Chuy’s will celebrate the Green Chile Festival by following the journey the green chile takes from the farms in Hatch, N.M., all the way to the plate at a local Chuy’s.
“Our green chiles are as fresh and flavorful as they could be since they’re coming at the peak of the green chile harvest straight from the farms in Hatch,” LaRue said. “This year we’re sharing that journey with our customers.”
Chuy’s will be introducing a menu of seven green chile-inspired dishes during the three-week festival, including New Mexican Rolls, Hatch Valley Chicken Enchiladas and Tacos al Pastor.
To cool down the palate, Chuy’s will feature a new Southern Niño frozen margarita made with Southern Comfort Cherry and the Forbidden Rita, a margarita made with Angry Orchard Hard Cider and served on the rocks. The popular New Mexican Martini, made with green chile infused tequila will also be featured during the festival.

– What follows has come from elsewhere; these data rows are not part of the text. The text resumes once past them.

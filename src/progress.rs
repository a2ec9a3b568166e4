use crate::error::{EtlError, Result};
use chrono::{DateTime, Local, TimeZone};
use std::fmt::Display;
use std::fs::OpenOptions;
use std::io::Write;
use std::path::PathBuf;
use tracing::info;

/// Year-Monthname-Day-Hour:Minute:Second, e.g. `2026-Oct-17-14:03:09`.
pub const TIMESTAMP_FORMAT: &str = "%Y-%b-%d-%H:%M:%S";

/// Append-only progress log.
///
/// Every call opens the file, appends one `<timestamp>, <message>` line and
/// closes it again; no handle is kept between calls and the file is never
/// truncated.
pub struct ProgressLogger {
    log_file: PathBuf,
}

impl ProgressLogger {
    /// Creates a logger appending to `log_file`. The file is not touched
    /// until the first message.
    pub fn new(log_file: impl Into<PathBuf>) -> Self {
        Self {
            log_file: log_file.into(),
        }
    }

    /// Appends `message` stamped with the current local time.
    ///
    /// # Errors
    /// Returns `SinkWrite` if the log file cannot be opened or written.
    pub fn log(&self, message: &str) -> Result<()> {
        self.log_at(Local::now(), message)
    }

    /// Appends `message` stamped with `timestamp`.
    pub fn log_at<Tz>(&self, timestamp: DateTime<Tz>, message: &str) -> Result<()>
    where
        Tz: TimeZone,
        Tz::Offset: Display,
    {
        let line = format_line(&timestamp, message);

        let mut file = OpenOptions::new()
            .create(true)
            .append(true)
            .open(&self.log_file)
            .map_err(|e| EtlError::sink_write(&self.log_file, e))?;
        file.write_all(line.as_bytes())
            .map_err(|e| EtlError::sink_write(&self.log_file, e))?;

        info!("{}", message);
        Ok(())
    }
}

fn format_line<Tz>(timestamp: &DateTime<Tz>, message: &str) -> String
where
    Tz: TimeZone,
    Tz::Offset: Display,
{
    format!("{}, {}\n", timestamp.format(TIMESTAMP_FORMAT), message)
}
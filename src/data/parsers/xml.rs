use super::FormatParser;
use crate::data::record::{coerce_price, coerce_year, Record, RecordBatch, SourceFormat, FIELD_NAMES};
use crate::error::{EtlError, Result};
use quick_xml::events::Event;
use quick_xml::Reader;
use std::fs;
use std::path::Path;

const ROW_TAG: &[u8] = b"row";

/// Child element text collected for one `<row>`, indexed like [`FIELD_NAMES`].
#[derive(Debug, Default)]
struct RowFields {
    values: [Option<String>; 4],
}

impl RowFields {
    /// Keeps the first occurrence of a field; later duplicates are ignored.
    fn fill(&mut self, index: usize, value: String) {
        if self.values[index].is_none() {
            self.values[index] = Some(value);
        }
    }

    fn into_record(self, path: &Path, ordinal: usize) -> Result<Record> {
        let [car_model, year, price, fuel] = self.values;
        let require = |value: Option<String>, field: &str| {
            value.ok_or_else(|| {
                EtlError::schema(path, format!("row {} is missing <{}>", ordinal, field))
            })
        };
        let invalid = |reason: String| EtlError::schema(path, format!("row {}: {}", ordinal, reason));

        let car_model = require(car_model, FIELD_NAMES[0])?;
        let year = require(year, FIELD_NAMES[1])?;
        let price = require(price, FIELD_NAMES[2])?;
        let fuel = require(fuel, FIELD_NAMES[3])?;

        Ok(Record {
            car_model,
            year_of_manufacture: coerce_year(&year).map_err(invalid)?,
            price: coerce_price(&price).map_err(invalid)?,
            fuel,
        })
    }
}

fn field_slot(name: &[u8]) -> Option<usize> {
    FIELD_NAMES.iter().position(|field| field.as_bytes() == name)
}

/// Reads XML documents whose root holds `<row>` elements.
///
/// Only `<row>` elements that are direct children of the root are read.
/// Within a row the four fields are found by element name, in any order;
/// unrelated elements are skipped and a repeated field keeps its first
/// value. Anything after the root element other than whitespace, comments
/// or processing instructions makes the document malformed.
#[derive(Debug, Clone, Copy, Default)]
pub struct XmlParser;

impl FormatParser for XmlParser {
    fn format(&self) -> SourceFormat {
        SourceFormat::Xml
    }

    fn parse(&self, path: &Path) -> Result<RecordBatch> {
        let content = fs::read_to_string(path).map_err(|e| EtlError::source_read(path, e))?;
        parse_document(path, &content)
    }
}

fn parse_document(path: &Path, content: &str) -> Result<RecordBatch> {
    // Text is kept as written; a field is trimmed once when it closes.
    let mut reader = Reader::from_str(content);

    let mut batch = RecordBatch::new();
    let mut depth = 0usize;
    let mut saw_root = false;
    let mut root_closed = false;
    let mut row: Option<RowFields> = None;
    let mut slot: Option<usize> = None;
    let mut text = String::new();

    loop {
        let event = reader.read_event().map_err(|e| {
            EtlError::source_read(
                path,
                format!("malformed XML at byte {}: {}", reader.error_position(), e),
            )
        })?;

        match event {
            Event::Start(_) | Event::Empty(_) if root_closed => {
                return Err(junk_after_root(path, reader.buffer_position()));
            }
            Event::Start(element) => {
                depth += 1;
                match depth {
                    1 => saw_root = true,
                    2 if element.name().as_ref() == ROW_TAG => row = Some(RowFields::default()),
                    3 if row.is_some() => {
                        slot = field_slot(element.name().as_ref());
                        text.clear();
                    }
                    _ => {}
                }
            }
            Event::Empty(element) => match depth {
                0 => {
                    saw_root = true;
                    root_closed = true;
                }
                1 if element.name().as_ref() == ROW_TAG => {
                    let ordinal = batch.len();
                    batch.push(RowFields::default().into_record(path, ordinal)?);
                }
                2 => {
                    if let (Some(fields), Some(index)) = (row.as_mut(), field_slot(element.name().as_ref())) {
                        fields.fill(index, String::new());
                    }
                }
                _ => {}
            },
            Event::Text(content) if depth == 0 => {
                if !content.iter().all(u8::is_ascii_whitespace) {
                    return Err(junk_after_root(path, reader.buffer_position()));
                }
            }
            Event::Text(content) if depth == 3 && slot.is_some() => {
                let unescaped = content.unescape().map_err(|e| {
                    EtlError::source_read(path, format!("bad text content: {}", e))
                })?;
                text.push_str(&unescaped);
            }
            Event::CData(content) if depth == 3 && slot.is_some() => {
                text.push_str(&String::from_utf8_lossy(&content));
            }
            Event::End(_) => {
                match depth {
                    3 => {
                        if let (Some(fields), Some(index)) = (row.as_mut(), slot.take()) {
                            fields.fill(index, text.trim().to_string());
                        }
                    }
                    2 => {
                        if let Some(fields) = row.take() {
                            let ordinal = batch.len();
                            batch.push(fields.into_record(path, ordinal)?);
                        }
                    }
                    1 => root_closed = true,
                    _ => {}
                }
                depth = depth.saturating_sub(1);
            }
            Event::Eof => break,
            _ => {}
        }
    }

    if !saw_root {
        return Err(EtlError::source_read(path, "document has no root element"));
    }
    if depth != 0 {
        return Err(EtlError::source_read(path, "document ended before the root element closed"));
    }

    Ok(batch)
}

fn junk_after_root(path: &Path, position: u64) -> EtlError {
    EtlError::source_read(
        path,
        format!("junk outside the document element at byte {}", position),
    )
}
use super::FormatParser;
use crate::data::record::{coerce_price, coerce_year, Record, RecordBatch, SourceFormat, FIELD_NAMES};
use crate::error::{EtlError, Result};
use serde::Deserialize;
use serde_json::{Map, Value};
use std::fs;
use std::path::Path;

/// The two table layouts accepted in a JSON source file.
///
/// `Rows` is a list of row objects. `Columns` maps each column name to
/// either an array of cells or an object of cells keyed by row label (the
/// layout `DataFrame.to_json()` produces).
#[derive(Debug, Deserialize)]
#[serde(untagged)]
enum JsonTable {
    Rows(Vec<Map<String, Value>>),
    Columns(Map<String, Value>),
}

/// Reads JSON files holding either a list of row objects or an object of
/// columns.
#[derive(Debug, Clone, Copy, Default)]
pub struct JsonParser;

impl FormatParser for JsonParser {
    fn format(&self) -> SourceFormat {
        SourceFormat::Json
    }

    fn parse(&self, path: &Path) -> Result<RecordBatch> {
        let content = fs::read_to_string(path).map_err(|e| EtlError::source_read(path, e))?;

        let table: JsonTable = serde_json::from_str(&content).map_err(|e| {
            EtlError::source_read(path, format!("not a JSON table: {}", e))
        })?;

        let rows = match table {
            JsonTable::Rows(rows) => rows,
            JsonTable::Columns(columns) => rows_from_columns(path, &columns)?,
        };

        rows.iter()
            .enumerate()
            .map(|(index, row)| record_from_row(path, index, row))
            .collect()
    }
}

/// Pivots a column layout into row objects holding the four schema fields.
fn rows_from_columns(path: &Path, columns: &Map<String, Value>) -> Result<Vec<Map<String, Value>>> {
    let mut cells: Vec<(&str, Vec<(String, Value)>)> = Vec::with_capacity(FIELD_NAMES.len());

    for field in FIELD_NAMES {
        let column = columns
            .get(field)
            .ok_or_else(|| EtlError::schema(path, format!("missing column {:?}", field)))?;
        cells.push((field, labelled_cells(path, field, column)?));
    }

    let index: Vec<&String> = cells[0].1.iter().map(|(label, _)| label).collect();
    for (field, column) in &cells[1..] {
        let aligned = column.len() == index.len()
            && column.iter().zip(&index).all(|((label, _), expected)| label == *expected);
        if !aligned {
            return Err(EtlError::source_read(
                path,
                format!("column {:?} does not line up with column {:?}", field, FIELD_NAMES[0]),
            ));
        }
    }

    let mut rows = vec![Map::new(); index.len()];
    for (field, column) in cells {
        for (row, (_, value)) in rows.iter_mut().zip(column) {
            row.insert(field.to_string(), value);
        }
    }

    Ok(rows)
}

/// Returns a column's cells paired with their row labels, in row order.
fn labelled_cells(path: &Path, field: &str, column: &Value) -> Result<Vec<(String, Value)>> {
    match column {
        Value::Array(values) => Ok(values
            .iter()
            .enumerate()
            .map(|(position, value)| (position.to_string(), value.clone()))
            .collect()),
        Value::Object(by_label) => {
            let mut cells: Vec<(String, Value)> = by_label
                .iter()
                .map(|(label, value)| (label.clone(), value.clone()))
                .collect();
            // numeric labels sort by value so "10" follows "9"
            cells.sort_by(|(a, _), (b, _)| match (a.parse::<u64>(), b.parse::<u64>()) {
                (Ok(a), Ok(b)) => a.cmp(&b),
                _ => a.cmp(b),
            });
            Ok(cells)
        }
        _ => Err(EtlError::source_read(
            path,
            format!("column {:?} is neither an array nor an object", field),
        )),
    }
}

fn record_from_row(path: &Path, index: usize, row: &Map<String, Value>) -> Result<Record> {
    let field = |name: &str| {
        row.get(name)
            .filter(|value| !value.is_null())
            .ok_or_else(|| EtlError::schema(path, format!("row {} is missing {:?}", index, name)))
    };
    let invalid = |reason: String| EtlError::schema(path, format!("row {}: {}", index, reason));

    let year_of_manufacture = match field("year_of_manufacture")? {
        Value::String(text) => coerce_year(text).map_err(invalid)?,
        value => coerce_year(&value.to_string()).map_err(invalid)?,
    };

    let price = match field("price")? {
        Value::String(text) => coerce_price(text).map_err(invalid)?,
        Value::Number(number) => number
            .as_f64()
            .ok_or_else(|| invalid(format!("price {} is out of range", number)))?,
        value => return Err(invalid(format!("price {} is not a number", value))),
    };

    Ok(Record {
        car_model: text_value(field("car_model")?),
        year_of_manufacture,
        price,
        fuel: text_value(field("fuel")?),
    })
}

fn text_value(value: &Value) -> String {
    match value {
        Value::String(text) => text.clone(),
        other => other.to_string(),
    }
}

#[cfg(test)]
mod tests {
    use super::*;
    use crate::error::ErrorKind;
    use tempfile::TempDir;

    fn parse_str(content: &str) -> Result<RecordBatch> {
        let dir = TempDir::new().unwrap();
        let path = dir.path().join("cars.json");
        fs::write(&path, content).unwrap();
        JsonParser.parse(&path)
    }

    #[test]
    fn test_parse_row_objects() {
        let batch = parse_str(
            r#"[
                {"car_model": "Tesla Model 3", "year_of_manufacture": 2021, "price": 44999.5, "fuel": "Electric"},
                {"car_model": "alto 800", "year_of_manufacture": "2017", "price": "2985.07", "fuel": "CNG", "owner": 1}
            ]"#,
        )
        .unwrap();

        assert_eq!(batch.len(), 2);
        assert_eq!(batch[0].car_model, "Tesla Model 3");
        assert_eq!(batch[0].year_of_manufacture, 2021);
        assert_eq!(batch[0].price, 44999.5);
        assert_eq!(batch[1].year_of_manufacture, 2017);
        assert_eq!(batch[1].price, 2985.07);
        assert_eq!(batch[1].fuel, "CNG");
    }

    #[test]
    fn test_parse_column_arrays() {
        let batch = parse_str(
            r#"{
                "car_model": ["ritz", "ciaz"],
                "year_of_manufacture": [2014, 2017.0],
                "price": [5000, 10223.88],
                "fuel": ["Petrol", "Diesel"]
            }"#,
        )
        .unwrap();

        assert_eq!(batch.len(), 2);
        assert_eq!(batch[1].car_model, "ciaz");
        assert_eq!(batch[1].year_of_manufacture, 2017);
        assert_eq!(batch[0].price, 5000.0);
    }

    #[test]
    fn test_parse_labelled_columns_in_numeric_order() {
        let mut models = Map::new();
        let mut years = Map::new();
        let mut prices = Map::new();
        let mut fuels = Map::new();
        for i in 0..11 {
            models.insert(i.to_string(), Value::from(format!("car{}", i)));
            years.insert(i.to_string(), Value::from(2000 + i));
            prices.insert(i.to_string(), Value::from(1000.0 + i as f64));
            fuels.insert(i.to_string(), Value::from("Petrol"));
        }
        let table = serde_json::json!({
            "car_model": models,
            "year_of_manufacture": years,
            "price": prices,
            "fuel": fuels,
        });

        let batch = parse_str(&table.to_string()).unwrap();
        let order: Vec<&str> = batch.iter().map(|r| r.car_model.as_str()).collect();
        assert_eq!(order[9], "car9");
        assert_eq!(order[10], "car10");
        assert_eq!(batch[10].year_of_manufacture, 2010);
    }

    #[test]
    fn test_empty_list_is_empty_batch() {
        assert!(parse_str("[]").unwrap().is_empty());
    }

    #[test]
    fn test_missing_key_is_schema_error() {
        let err = parse_str(r#"[{"car_model": "ritz", "year_of_manufacture": 2014, "fuel": "Petrol"}]"#)
            .unwrap_err();
        assert_eq!(err.kind(), ErrorKind::Schema);
        assert!(err.to_string().contains("price"));
    }

    #[test]
    fn test_uneven_columns_is_source_error() {
        let err = parse_str(
            r#"{"car_model": ["a", "b"], "year_of_manufacture": [2014], "price": [1, 2], "fuel": ["x", "y"]}"#,
        )
        .unwrap_err();
        assert_eq!(err.kind(), ErrorKind::SourceRead);
    }

    #[test]
    fn test_invalid_json_is_source_error() {
        assert_eq!(parse_str("{not json").unwrap_err().kind(), ErrorKind::SourceRead);
        assert_eq!(parse_str("42").unwrap_err().kind(), ErrorKind::SourceRead);
    }
}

During the festival, guests will be treated to giveaways.
The roots of the Green Chile Festival can be dated back to the late 1980s when Chuy’s first brought the green chile to Central Texas. Chuy’s contracts with farmers every spring in the Hatch Valley of New Mexico to grow more than 1 million pounds of the freshest green chiles just for their restaurants.
When the green chiles reach their height of flavor in August, Chuy’s sends a team to New Mexico to bring back the finest, fresh-picked chiles for the festival.
Founded in 1982 in Austin, Chuy’s serves authentic Tex-Mex food in an eclectic atmosphere.